As the time period over which the measurement is taken is increased, lower frequencies will be included, and the peak-to-peak value will increase. At low frequencies, temperature drift and thermocouple effects become contributors to noise. These effects can be minimized by choosing components with low thermal coefficients.
Complete schematics and layout of the printed circuit board can be found in the CN-0257 Design Support package: www.analog.com/CN0257-DesignSupport.
The AD5790 will support a wide variety of output ranges from 0 V to +5 V up to ±10 V, and values in between. If a bipolar configuration is required, then the VREFN pin needs to be supplied with an inverted high precision reference voltage. Again, precise amplifier technology and precision temperature stable resistors are required.
The AD8676 is a dual version of the AD8675 op amp and can be used in the circuit if desired.
Circuit Evaluation & Test
- System Demonstration Platform (EVAL-SDP-CB1Z)
- EVAL-AD5790SDZ evaluation board and software
- Krohn-Hite Model 523 precision reference
- Agilent 3458A multimeter
- PC (Windows 32-bit or 64-bit OS)
- National Instruments GPIB to USB-B interface cable
- SMB cable (2)
The AD5790 evaluation kit includes self-installing software on a CD. The software is compatible with Windows XP (SP2) and Vista (32-bit and 64-bit). If the setup file does not run automatically, you can run the setup.exe file from the CD.
Install the evaluation software before connecting the evaluation board and SDP board to the USB port of the PC to ensure that the evaluation system is correctly recognized when connected to the PC.
- After installation from the CD is complete, power up the AD5790 evaluation board as described in the Power Supplies section. Connect the SDP board (via either Connector A or Connector B) to the AD5790 evaluation board and then to the USB port of your PC using the supplied cable.
- When the evaluation system is detected, proceed through any dialog boxes that appear. This completes the installation.
A functional diagram of the test setup is shown in Figure 6.
The following external supplies must be provided:
- 3.3 V between the VCC and DGND on Connector J1 for the digital supply of the AD5790. Alternatively, place Link 1 in Position A to power the digital circuitry from the USB port via the SDP board (default).
- +12 V to +16.5 V between the VDD and AGND inputs of J2 for the positive analog supply of the AD5790.
- −12 V to −16.5 V between the VSS and AGND inputs of J2 for the negative analog supply of the AD5790.
- +5 V precision reference connected to SMB connector labeled VREF.
Default Link Option Setup
The default link options are listed in Table 1. By default, the board is configured with VREFP = +10 V and VREFN = −10 V for a ±10 V output range.
In order to configure the board for the circuit shown in Figure 1, the following changes must be made to the default link configuration in Table 1:
- Place LK3 in position A.
- Remove LK4.
- Place LK8 in position B.
- Remove LK9.
These changes configure the output buffer amplifier for a gain of 1 and connect the VREFN pin of the AD5790 to ground.

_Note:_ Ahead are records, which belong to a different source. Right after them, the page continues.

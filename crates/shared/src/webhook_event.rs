//! Payment webhook ledger records
//!
//! Each verified webhook event id is recorded once so redeliveries of an
//! already-processed event are acknowledged without being processed again.

use std::fmt;
use std::str::FromStr;

use serde::Serialize;
use time::OffsetDateTime;
use uuid::Uuid;

use crate::error::StoreError;

/// Processing state of a recorded webhook event
#[derive(Debug, Clone, Copy, PartialEq, Eq, Serialize)]
#[serde(rename_all = "snake_case")]
pub enum ProcessingResult {
    /// Claimed by a request that has not finished yet
    Processing,
    Success,
    /// Accepted but nothing to do (unknown type, missing order reference, conflict)
    Skipped,
    /// Failed; a redelivery may claim the event again
    Error,
}

impl ProcessingResult {
    pub fn as_str(&self) -> &'static str {
        match self {
            Self::Processing => "processing",
            Self::Success => "success",
            Self::Skipped => "skipped",
            Self::Error => "error",
        }
    }
}

impl fmt::Display for ProcessingResult {
    fn fmt(&self, f: &mut fmt::Formatter<'_>) -> fmt::Result {
        f.write_str(self.as_str())
    }
}

impl FromStr for ProcessingResult {
    type Err = StoreError;

    fn from_str(s: &str) -> Result<Self, Self::Err> {
        match s {
            "processing" => Ok(Self::Processing),
            "success" => Ok(Self::Success),
            "skipped" => Ok(Self::Skipped),
            "error" => Ok(Self::Error),
            other => Err(StoreError::Corrupt(format!(
                "unknown processing result '{}'",
                other
            ))),
        }
    }
}

/// Stored webhook event record
#[derive(Debug, Clone, Serialize)]
pub struct WebhookEventRecord {
    pub id: Uuid,
    pub event_id: String,
    pub event_type: String,
    pub processing_result: ProcessingResult,
    #[serde(with = "time::serde::rfc3339::option")]
    pub processing_started_at: Option<OffsetDateTime>,
    pub error_message: Option<String>,
    #[serde(with = "time::serde::rfc3339")]
    pub created_at: OffsetDateTime,
    #[serde(with = "time::serde::rfc3339")]
    pub updated_at: OffsetDateTime,
}
//! Payment processor webhook endpoint

use axum::{
    body::Bytes,
    extract::State,
    http::HeaderMap,
    Json,
};
use serde::Serialize;
use storefront_payments::{WebhookDisposition, WebhookEvent};

use crate::{
    error::{ApiError, ApiResult},
    state::AppState,
};

const HEADER_ID: &str = "webhook-id";
const HEADER_TIMESTAMP: &str = "webhook-timestamp";
const HEADER_SIGNATURE: &str = "webhook-signature";

#[derive(Debug, Serialize)]
pub struct WebhookAck {
    pub success: bool,
}

/// Receive a payment event
///
/// The raw body is taken as bytes: the signature covers the exact bytes sent,
/// so it must be verified before any JSON parsing.
pub async fn payment_webhook(
    State(state): State<AppState>,
    headers: HeaderMap,
    body: Bytes,
) -> ApiResult<Json<WebhookAck>> {
    let webhook_id = required_header(&headers, HEADER_ID)?;
    let timestamp = required_header(&headers, HEADER_TIMESTAMP)?;
    let signature = required_header(&headers, HEADER_SIGNATURE)?;

    if let Err(e) = state
        .verifier
        .verify(webhook_id, timestamp, signature, &body)
    {
        tracing::warn!(
            webhook_id = %webhook_id,
            error = %e,
            "Rejected payment webhook - possible attack or misconfigured secret"
        );
        return Err(e.into());
    }

    let event = WebhookEvent::from_slice(&body).map_err(|e| {
        tracing::warn!(webhook_id = %webhook_id, error = %e, "Unparseable payment webhook body");
        ApiError::from(e)
    })?;

    let disposition = state.webhooks.handle_event(webhook_id, &event).await?;

    if let WebhookDisposition::Applied { order_id, outcome } = &disposition {
        tracing::debug!(
            webhook_id = %webhook_id,
            order_id = %order_id,
            outcome = %outcome,
            "Payment webhook applied"
        );
    }

    Ok(Json(WebhookAck { success: true }))
}

fn required_header<'a>(headers: &'a HeaderMap, name: &'static str) -> ApiResult<&'a str> {
    headers
        .get(name)
        .and_then(|value| value.to_str().ok())
        .map(str::trim)
        .filter(|value| !value.is_empty())
        .ok_or_else(|| {
            tracing::warn!(header = name, "Payment webhook missing header");
            ApiError::MissingHeader(name)
        })
}
//! Storage ports
//!
//! Handlers receive these as `Arc<dyn ...>` so tests can swap the PostgreSQL
//! adapter for the in-memory one.

mod memory;
mod postgres;

pub use memory::InMemoryStore;
pub use postgres::PgStore;

use async_trait::async_trait;
use time::OffsetDateTime;

use crate::error::StoreResult;
use crate::order::{NewOrder, Order, PaymentOutcome};
use crate::webhook_event::{ProcessingResult, WebhookEventRecord};

/// A claim stuck in `processing` for longer than this may be taken over
pub const STUCK_PROCESSING_TIMEOUT_MINUTES: i32 = 30;

/// Result of a conditional payment transition
#[derive(Debug, Clone, PartialEq)]
pub enum TransitionOutcome {
    /// This call moved the order; carries the updated order
    Applied(Order),
    /// The order already carried the outcome's payment status; nothing written
    AlreadyApplied(Order),
    /// The order left the payment window with a different result; nothing written
    Conflict(Order),
}

impl TransitionOutcome {
    pub fn order(&self) -> &Order {
        match self {
            Self::Applied(order) | Self::AlreadyApplied(order) | Self::Conflict(order) => order,
        }
    }
}

#[async_trait]
pub trait OrderStore: Send + Sync {
    async fn get(&self, id: &str) -> StoreResult<Option<Order>>;

    async fn create(&self, order: NewOrder) -> StoreResult<Order>;

    /// Returns `false` when no order had that id
    async fn delete(&self, id: &str) -> StoreResult<bool>;

    /// Apply a payment outcome as a single conditional write keyed by order id.
    ///
    /// The write only happens while the order is `pending` or
    /// `pending_payment`; concurrent callers racing on the same order see
    /// exactly one `Applied`. Fails with `StoreError::OrderNotFound` when the
    /// order does not exist.
    async fn apply_payment_outcome(
        &self,
        id: &str,
        outcome: PaymentOutcome,
        payment_id: Option<&str>,
    ) -> StoreResult<TransitionOutcome>;

    /// Cancel `pending_payment` orders last touched before `cutoff`; returns their ids
    async fn expire_pending_checkouts(&self, cutoff: OffsetDateTime) -> StoreResult<Vec<String>>;
}

#[async_trait]
pub trait WebhookLedger: Send + Sync {
    /// Atomically claim exclusive processing rights for an event.
    ///
    /// Succeeds for a new event id, for an event whose last attempt ended in
    /// `error`, and for an event stuck in `processing` for longer than
    /// [`STUCK_PROCESSING_TIMEOUT_MINUTES`]. Returns `false` otherwise.
    async fn claim(&self, event_id: &str, event_type: &str) -> StoreResult<bool>;

    async fn complete(
        &self,
        event_id: &str,
        result: ProcessingResult,
        error_message: Option<&str>,
    ) -> StoreResult<()>;

    async fn get(&self, event_id: &str) -> StoreResult<Option<WebhookEventRecord>>;

    /// Delete finished records created before `cutoff`; returns how many were removed
    async fn purge_older_than(&self, cutoff: OffsetDateTime) -> StoreResult<u64>;
}
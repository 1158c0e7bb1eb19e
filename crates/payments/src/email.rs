//! Order confirmation emails
//!
//! Sends transactional email through the Resend HTTP API. Without an API key
//! the service runs disabled: it logs what it would have sent and succeeds.

use async_trait::async_trait;
use reqwest::Client;
use serde::Serialize;
use storefront_shared::{Order, OrderItem, ShippingAddress};

use crate::error::{PaymentError, PaymentResult};

const DEFAULT_API_BASE: &str = "https://api.resend.com";

/// Everything the confirmation email needs, captured when the order was confirmed
#[derive(Debug, Clone, PartialEq)]
pub struct OrderConfirmation {
    pub order_id: String,
    pub order_number: String,
    pub customer_name: String,
    pub customer_email: String,
    pub currency: String,
    pub items: Vec<OrderItem>,
    pub subtotal_cents: i64,
    pub shipping_cents: i64,
    pub total_cents: i64,
    pub shipping: Option<ShippingAddress>,
    pub payment_id: Option<String>,
}

impl OrderConfirmation {
    pub fn from_order(order: &Order) -> Self {
        Self {
            order_id: order.id.clone(),
            order_number: order.order_number.clone(),
            customer_name: order.customer_name.clone(),
            customer_email: order.customer_email.clone(),
            currency: order.currency.clone(),
            items: order.items.clone(),
            subtotal_cents: order.subtotal_cents,
            shipping_cents: order.shipping_cents,
            total_cents: order.total_cents,
            shipping: order.shipping.clone(),
            payment_id: order.payment_id.clone(),
        }
    }
}

/// Sends order notifications to customers
#[async_trait]
pub trait OrderNotifier: Send + Sync {
    async fn send_order_confirmation(&self, confirmation: &OrderConfirmation) -> PaymentResult<()>;
}

/// Email configuration
#[derive(Debug, Clone)]
pub struct EmailConfig {
    /// Resend API key; `None` disables sending
    pub api_key: Option<String>,
    pub from: String,
    pub store_name: String,
    pub api_base: String,
}

impl EmailConfig {
    pub fn from_env() -> Self {
        Self::from_lookup(|name| std::env::var(name).ok())
    }

    /// Build from any variable source (the process environment in production)
    pub fn from_lookup(lookup: impl Fn(&str) -> Option<String>) -> Self {
        Self {
            api_key: lookup("RESEND_API_KEY").filter(|key| !key.trim().is_empty()),
            from: lookup("EMAIL_FROM").unwrap_or_else(|| "orders@localhost".to_string()),
            store_name: lookup("STORE_NAME").unwrap_or_else(|| "Storefront".to_string()),
            api_base: DEFAULT_API_BASE.to_string(),
        }
    }
}

/// A rendered email ready to hand to the provider
#[derive(Debug, Clone, PartialEq, Eq)]
pub struct RenderedEmail {
    pub subject: String,
    pub html: String,
}

#[derive(Serialize)]
struct SendEmailRequest<'a> {
    from: &'a str,
    to: [&'a str; 1],
    subject: &'a str,
    html: &'a str,
}

/// Email service for order notifications
#[derive(Clone)]
pub struct OrderEmailService {
    http: Client,
    config: EmailConfig,
}

impl OrderEmailService {
    pub fn new(config: EmailConfig) -> Self {
        Self {
            http: Client::new(),
            config,
        }
    }

    pub fn from_env() -> Self {
        Self::new(EmailConfig::from_env())
    }

    pub fn is_enabled(&self) -> bool {
        self.config.api_key.is_some()
    }

    pub fn render_confirmation(&self, confirmation: &OrderConfirmation) -> RenderedEmail {
        let currency = confirmation.currency.as_str();
        let subject = format!(
            "{}: order {} confirmed",
            self.config.store_name, confirmation.order_number
        );

        let rows: String = confirmation
            .items
            .iter()
            .map(|item| {
                format!(
                    "<tr><td>{}</td><td>{}</td><td>{}</td></tr>",
                    escape_html(&item.product_name),
                    item.quantity,
                    format_money(item.line_total_cents(), currency)
                )
            })
            .collect();

        let shipping_block = match &confirmation.shipping {
            Some(address) => {
                let mut lines = vec![escape_html(&address.recipient), escape_html(&address.line1)];
                if let Some(line2) = &address.line2 {
                    lines.push(escape_html(line2));
                }
                lines.push(format!(
                    "{} {}",
                    escape_html(&address.postal_code),
                    escape_html(&address.city)
                ));
                lines.push(escape_html(&address.country));
                format!("<h3>Shipping to</h3><p>{}</p>", lines.join("<br>"))
            }
            None => String::new(),
        };

        let html = format!(
            "<p>Hi {name},</p>\
             <p>Thanks for your order! Your payment was received and order <strong>{number}</strong> is confirmed.</p>\
             <table><thead><tr><th>Item</th><th>Qty</th><th>Total</th></tr></thead><tbody>{rows}</tbody></table>\
             <p>Subtotal: {subtotal}<br>Shipping: {shipping}<br><strong>Total: {total}</strong></p>\
             {shipping_block}\
             <p>{store}</p>",
            name = escape_html(&confirmation.customer_name),
            number = escape_html(&confirmation.order_number),
            rows = rows,
            subtotal = format_money(confirmation.subtotal_cents, currency),
            shipping = format_money(confirmation.shipping_cents, currency),
            total = format_money(confirmation.total_cents, currency),
            shipping_block = shipping_block,
            store = escape_html(&self.config.store_name),
        );

        RenderedEmail { subject, html }
    }

    async fn send_email(&self, api_key: &str, to: &str, email: &RenderedEmail) -> PaymentResult<()> {
        let response = self
            .http
            .post(format!("{}/emails", self.config.api_base))
            .bearer_auth(api_key)
            .json(&SendEmailRequest {
                from: &self.config.from,
                to: [to],
                subject: &email.subject,
                html: &email.html,
            })
            .send()
            .await?;

        let status = response.status();
        if !status.is_success() {
            let body = response.text().await.unwrap_or_default();
            return Err(PaymentError::Email(format!(
                "provider returned {}: {}",
                status, body
            )));
        }

        Ok(())
    }
}

#[async_trait]
impl OrderNotifier for OrderEmailService {
    async fn send_order_confirmation(&self, confirmation: &OrderConfirmation) -> PaymentResult<()> {
        let email = self.render_confirmation(confirmation);

        let Some(api_key) = self.config.api_key.as_deref() else {
            tracing::info!(
                order_id = %confirmation.order_id,
                to = %confirmation.customer_email,
                subject = %email.subject,
                "Email disabled - skipping order confirmation"
            );
            return Ok(());
        };

        self.send_email(api_key, &confirmation.customer_email, &email)
            .await?;

        tracing::info!(
            order_id = %confirmation.order_id,
            to = %confirmation.customer_email,
            "Order confirmation email sent"
        );
        Ok(())
    }
}

/// Format minor units as `12.50 USD`
pub fn format_money(cents: i64, currency: &str) -> String {
    let sign = if cents < 0 { "-" } else { "" };
    let abs = cents.unsigned_abs();
    format!(
        "{}{}.{:02} {}",
        sign,
        abs / 100,
        abs % 100,
        currency.to_uppercase()
    )
}

fn escape_html(input: &str) -> String {
    let mut out = String::with_capacity(input.len());
    for c in input.chars() {
        match c {
            '&' => out.push_str("&amp;"),
            '<' => out.push_str("&lt;"),
            '>' => out.push_str("&gt;"),
            '"' => out.push_str("&quot;"),
            '\'' => out.push_str("&#39;"),
            _ => out.push(c),
        }
    }
    out
}
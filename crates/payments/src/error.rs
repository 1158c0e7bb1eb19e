//! Payment webhook errors

use storefront_shared::StoreError;
use thiserror::Error;

pub type PaymentResult<T> = Result<T, PaymentError>;

#[derive(Debug, Error)]
pub enum PaymentError {
    #[error("Invalid webhook signature")]
    WebhookSignatureInvalid,

    #[error("Invalid webhook timestamp: {0}")]
    WebhookTimestampInvalid(String),

    #[error("Invalid webhook secret: {0}")]
    InvalidSecret(String),

    #[error("Malformed webhook payload: {0}")]
    MalformedPayload(String),

    #[error("Order not found: {0}")]
    OrderNotFound(String),

    #[error("Storage error: {0}")]
    Store(StoreError),

    #[error("Email error: {0}")]
    Email(String),

    #[error("Internal error: {0}")]
    Internal(String),
}

impl PaymentError {
    /// Whether the error means the webhook failed authentication
    pub fn is_authentication_failure(&self) -> bool {
        matches!(
            self,
            Self::WebhookSignatureInvalid | Self::WebhookTimestampInvalid(_)
        )
    }
}

impl From<StoreError> for PaymentError {
    fn from(err: StoreError) -> Self {
        match err {
            StoreError::OrderNotFound(id) => Self::OrderNotFound(id),
            other => Self::Store(other),
        }
    }
}

impl From<reqwest::Error> for PaymentError {
    fn from(err: reqwest::Error) -> Self {
        Self::Email(err.to_string())
    }
}
// Copyright 2025 the Canopy Authors
// SPDX-License-Identifier: Apache-2.0 OR MIT

use canopy_pointer::PanelId;

use crate::types::ElementId;

/// Errors from tree and dispatcher operations.
#[derive(Debug, Clone, Copy, PartialEq, Eq, thiserror::Error)]
pub enum DispatchError {
    /// The element id is stale or was never issued.
    #[error("element {0:?} is not alive")]
    UnknownElement(ElementId),
    /// The panel id is stale or was never issued.
    #[error("panel {0:?} does not exist")]
    UnknownPanel(PanelId),
    /// The operation needs an element that is attached to a panel.
    #[error("element {0:?} is not attached to a panel")]
    NotAttached(ElementId),
    /// Re-parenting would make an element its own ancestor.
    #[error("appending {child:?} under {parent:?} would create a cycle")]
    WouldCycle {
        /// The requested parent.
        parent: ElementId,
        /// The element being moved.
        child: ElementId,
    },
    /// Panel roots can only leave their panel through `remove_panel`.
    #[error("element {0:?} is a panel root")]
    PanelRoot(ElementId),
}
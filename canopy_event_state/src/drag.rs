// Copyright 2025 the Canopy Authors
// SPDX-License-Identifier: Apache-2.0 OR MIT

//! Drag-and-drop processor: turn pointer down/move/up into a host drag.
//!
//! A [`DragEventsProcessor`] owns the mechanics: activation thresholding,
//! listener wiring and forwarding host drag callbacks. What is dragged, how
//! the drop target looks and what a drop does are supplied by a
//! [`DragAndDropHandler`]. The host drag system is reached through a
//! [`DragAndDropService`].
//!
//! ## States
//!
//! - `Idle → Armed(start)` on a left-button pointer down the handler accepts.
//! - `Armed → Idle` on pointer up, or pointer leave (which also clears the
//!   handler's drag feedback), or when the element leaves its panel.
//! - `Armed → Idle` once a mouse-sourced move is further than the activation
//!   distance from `start` on either axis; the drag starts at that point.
//!
//! Host drag events are forwarded whatever the state:
//! `DragUpdated` → [`DragAndDropHandler::update_drag`] → visual mode,
//! `DragPerform` → [`DragAndDropHandler::on_drop`], clear feedback, accept,
//! `DragExited` / `DragLeave` → clear feedback.
//!
//! ## Minimal example
//!
//! ```
//! use std::{cell::RefCell, rc::Rc};
//! use kurbo::Point;
//! use canopy_event_state::drag::{
//!     DragAndDropHandler, DragAndDropService, DragConfig, DragEventsProcessor, DragSession,
//!     DragVisualMode, StartDragArgs,
//! };
//! use canopy_responder::event::{Event, EventKind};
//! use canopy_responder::tree::ElementTree;
//!
//! struct Card;
//! impl DragAndDropHandler for Card {
//!     fn can_start_drag(&mut self, _p: Point) -> bool { true }
//!     fn start_drag(&mut self, _p: Point) -> StartDragArgs { StartDragArgs::new("card") }
//!     fn update_drag(&mut self, _p: Point) -> DragVisualMode { DragVisualMode::Move }
//!     fn on_drop(&mut self, _p: Point) {}
//!     fn clear_drag_and_drop_ui(&mut self) {}
//! }
//!
//! #[derive(Default)]
//! struct Host { started: Vec<String> }
//! impl DragAndDropService for Host {
//!     fn start_drag(&mut self, args: StartDragArgs) { self.started.push(args.title); }
//!     fn set_visual_mode(&mut self, _mode: DragVisualMode) {}
//!     fn accept_drag(&mut self) {}
//! }
//!
//! let mut tree = ElementTree::new();
//! let element = tree.create_element();
//! let host = Rc::new(RefCell::new(Host::default()));
//! let drag = DragEventsProcessor::new(&mut tree, element, Card, host.clone(), DragConfig::default()).unwrap();
//!
//! drag.handle_event(&Event::pointer(EventKind::PointerDown, 0, Point::new(0.0, 0.0)).with_button(0));
//! assert_eq!(drag.session(), DragSession::Armed { start: Point::new(0.0, 0.0) });
//! drag.handle_event(&Event::pointer(EventKind::PointerMove, 0, Point::new(0.0, 8.0)));
//! assert_eq!(drag.session(), DragSession::Idle);
//! assert_eq!(host.borrow().started, vec!["card".to_string()]);
//! ```

use alloc::rc::Rc;
use alloc::string::String;
use alloc::vec::Vec;
use core::cell::{Ref, RefCell, RefMut};
use core::fmt;

use canopy_responder::DispatchError;
use canopy_responder::event::{Event, EventKind, EventSource};
use canopy_responder::tree::ElementTree;
use canopy_responder::types::{ElementId, ListenerId, ListenerPhase, ListenerScope};
use hashbrown::HashMap;
use kurbo::Point;

/// Payload handed to the host when a drag starts.
#[derive(Clone, Debug, Default, PartialEq, Eq)]
pub struct StartDragArgs {
    /// Label shown by the host while dragging.
    pub title: String,
    /// Asset paths carried by the drag.
    pub asset_paths: Vec<String>,
    /// Free-form key/value payload.
    pub generic_data: HashMap<String, String>,
}

impl StartDragArgs {
    /// Creates a payload with only a title.
    pub fn new(title: impl Into<String>) -> Self {
        Self {
            title: title.into(),
            ..Self::default()
        }
    }

    /// Adds an asset path.
    #[must_use]
    pub fn with_asset_path(mut self, path: impl Into<String>) -> Self {
        self.asset_paths.push(path.into());
        self
    }

    /// Stores a generic value under `key`, replacing any previous one.
    pub fn set_generic_data(&mut self, key: impl Into<String>, value: impl Into<String>) {
        self.generic_data.insert(key.into(), value.into());
    }

    /// Looks up a generic value.
    #[must_use]
    pub fn generic_data(&self, key: &str) -> Option<&str> {
        self.generic_data.get(key).map(String::as_str)
    }
}

/// Feedback the host shows over a potential drop target.
#[derive(Copy, Clone, Debug, Default, PartialEq, Eq, Hash)]
pub enum DragVisualMode {
    /// No indication.
    #[default]
    None,
    /// A copy would happen.
    Copy,
    /// A move would happen.
    Move,
    /// The drop is refused.
    Rejected,
    /// Some other action would happen.
    Generic,
}

/// Policy half of a drag: what starts a drag, what it carries, what a drop does.
pub trait DragAndDropHandler {
    /// Returns `true` if a drag may start from `position`.
    fn can_start_drag(&mut self, position: Point) -> bool;

    /// Builds the payload for a drag that started at `position`.
    fn start_drag(&mut self, position: Point) -> StartDragArgs;

    /// Called while a host drag moves over the element.
    fn update_drag(&mut self, position: Point) -> DragVisualMode;

    /// Called when a host drag is dropped on the element.
    fn on_drop(&mut self, position: Point);

    /// Removes any drop feedback the handler is showing.
    fn clear_drag_and_drop_ui(&mut self);
}

/// Host drag system.
pub trait DragAndDropService {
    /// Begins a host drag carrying `args`.
    fn start_drag(&mut self, args: StartDragArgs);

    /// Updates the feedback of the current host drag.
    fn set_visual_mode(&mut self, mode: DragVisualMode);

    /// Accepts the current host drag.
    fn accept_drag(&mut self);
}

/// Drag activation settings.
#[derive(Clone, Copy, Debug, PartialEq)]
pub struct DragConfig {
    /// Displacement along either axis a move must exceed to start a drag.
    pub activation_distance: f64,
}

impl Default for DragConfig {
    fn default() -> Self {
        Self {
            activation_distance: 5.0,
        }
    }
}

/// Whether a drag may start.
#[derive(Copy, Clone, Debug, Default, PartialEq)]
pub enum DragSession {
    /// Waiting for a pointer down.
    #[default]
    Idle,
    /// Pointer is down; a far enough move starts a drag.
    Armed {
        /// Where the pointer went down.
        start: Point,
    },
}

impl DragSession {
    /// Returns `true` while armed.
    #[must_use]
    pub fn is_armed(&self) -> bool {
        matches!(self, Self::Armed { .. })
    }
}

struct Inner<H> {
    handler: H,
    session: DragSession,
    config: DragConfig,
    service: Rc<RefCell<dyn DragAndDropService>>,
}

impl<H: DragAndDropHandler> Inner<H> {
    fn with_service(&self, f: impl FnOnce(&mut dyn DragAndDropService)) {
        match self.service.try_borrow_mut() {
            Ok(mut service) => f(&mut *service),
            Err(_) => tracing::warn!("drag service is busy; dropping call"),
        }
    }

    fn exceeds_threshold(&self, start: Point, position: Point) -> bool {
        let delta = position - start;
        let limit = self.config.activation_distance;
        delta.x.abs() > limit || delta.y.abs() > limit
    }

    fn handle(&mut self, event: &Event) {
        match event.kind {
            EventKind::PointerDown => {
                if event.button == Some(0) && self.handler.can_start_drag(event.position) {
                    tracing::trace!(position = ?event.position, "drag armed");
                    self.session = DragSession::Armed {
                        start: event.position,
                    };
                }
            }
            EventKind::PointerUp => self.session = DragSession::Idle,
            EventKind::PointerLeave => {
                self.session = DragSession::Idle;
                self.handler.clear_drag_and_drop_ui();
            }
            EventKind::PointerMove => {
                let DragSession::Armed { start } = self.session else {
                    return;
                };
                if event.source == EventSource::Mouse
                    && self.exceeds_threshold(start, event.position)
                {
                    self.session = DragSession::Idle;
                    let args = self.handler.start_drag(start);
                    tracing::debug!(title = %args.title, "drag started");
                    self.with_service(|service| service.start_drag(args));
                }
            }
            EventKind::DragUpdated => {
                let mode = self.handler.update_drag(event.position);
                self.with_service(|service| service.set_visual_mode(mode));
            }
            EventKind::DragPerform => {
                self.handler.on_drop(event.position);
                self.handler.clear_drag_and_drop_ui();
                self.with_service(|service| service.accept_drag());
            }
            EventKind::DragExited | EventKind::DragLeave => self.handler.clear_drag_and_drop_ui(),
            EventKind::DetachFromPanel => self.session = DragSession::Idle,
            _ => {}
        }
    }
}

/// Wires drag-and-drop onto one element.
pub struct DragEventsProcessor<H> {
    element: ElementId,
    inner: Rc<RefCell<Inner<H>>>,
    listeners: Vec<ListenerId>,
}

impl<H: DragAndDropHandler + 'static> DragEventsProcessor<H> {
    /// Registers the processor's listeners on `element`.
    ///
    /// Pointer down and up are heard while trickling down, pointer move and
    /// leave and the host drag events while bubbling up. These only run while
    /// the element is attached to a panel. A permanent detach listener
    /// disarms the processor.
    pub fn new(
        tree: &mut ElementTree,
        element: ElementId,
        handler: H,
        service: Rc<RefCell<dyn DragAndDropService>>,
        config: DragConfig,
    ) -> Result<Self, DispatchError> {
        if !tree.is_alive(element) {
            return Err(DispatchError::UnknownElement(element));
        }
        let inner = Rc::new(RefCell::new(Inner {
            handler,
            session: DragSession::Idle,
            config,
            service,
        }));
        let wiring = [
            (EventKind::PointerDown, ListenerPhase::TrickleDown, ListenerScope::Attached),
            (EventKind::PointerUp, ListenerPhase::TrickleDown, ListenerScope::Attached),
            (EventKind::PointerLeave, ListenerPhase::BubbleUp, ListenerScope::Attached),
            (EventKind::PointerMove, ListenerPhase::BubbleUp, ListenerScope::Attached),
            (EventKind::DragUpdated, ListenerPhase::BubbleUp, ListenerScope::Attached),
            (EventKind::DragPerform, ListenerPhase::BubbleUp, ListenerScope::Attached),
            (EventKind::DragExited, ListenerPhase::BubbleUp, ListenerScope::Attached),
            (EventKind::DragLeave, ListenerPhase::BubbleUp, ListenerScope::Attached),
            (EventKind::DetachFromPanel, ListenerPhase::BubbleUp, ListenerScope::Permanent),
        ];
        let mut listeners = Vec::with_capacity(wiring.len());
        for (kind, phase, scope) in wiring {
            let inner = Rc::clone(&inner);
            let id = tree.register(element, kind, phase, scope, move |event: &mut Event| {
                match inner.try_borrow_mut() {
                    Ok(mut inner) => inner.handle(event),
                    Err(_) => tracing::warn!(kind = ?event.kind, "drag processor re-entered"),
                }
            })?;
            listeners.push(id);
        }
        Ok(Self {
            element,
            inner,
            listeners,
        })
    }

    /// Removes every listener the processor registered.
    pub fn disconnect(self, tree: &mut ElementTree) {
        for id in self.listeners {
            tree.unregister(self.element, id);
        }
    }
}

In addition, the board is now configured to accept a precision +5 V reference on the SMB connector labeled VREF.
Please refer to User Guide UG-342 for more information on the EVAL-AD5790SDZ test setup.
The VOUT_BUF SMB connector is connected to the Agilent 3458A multimeter. The linearity measurements are run using the Measure DAC Output Tab on the AD5790 GUI.
The noise drift measurement is measured on the VOUT_BUF SMB connector also. The output voltage is set using the Program Voltage tab in the AD5790 GUI. The peak-to-peak noise drift is measured over 100 seconds.
For more details on the definitions and how to calculate the INL, DNL, and noise from the measured data, see the "TERMINOLOGY" section of the AD5790 data sheet and also the following reference: Data Conversion Handbook, "Testing Data Converters," Chapter 5, Analog Devices.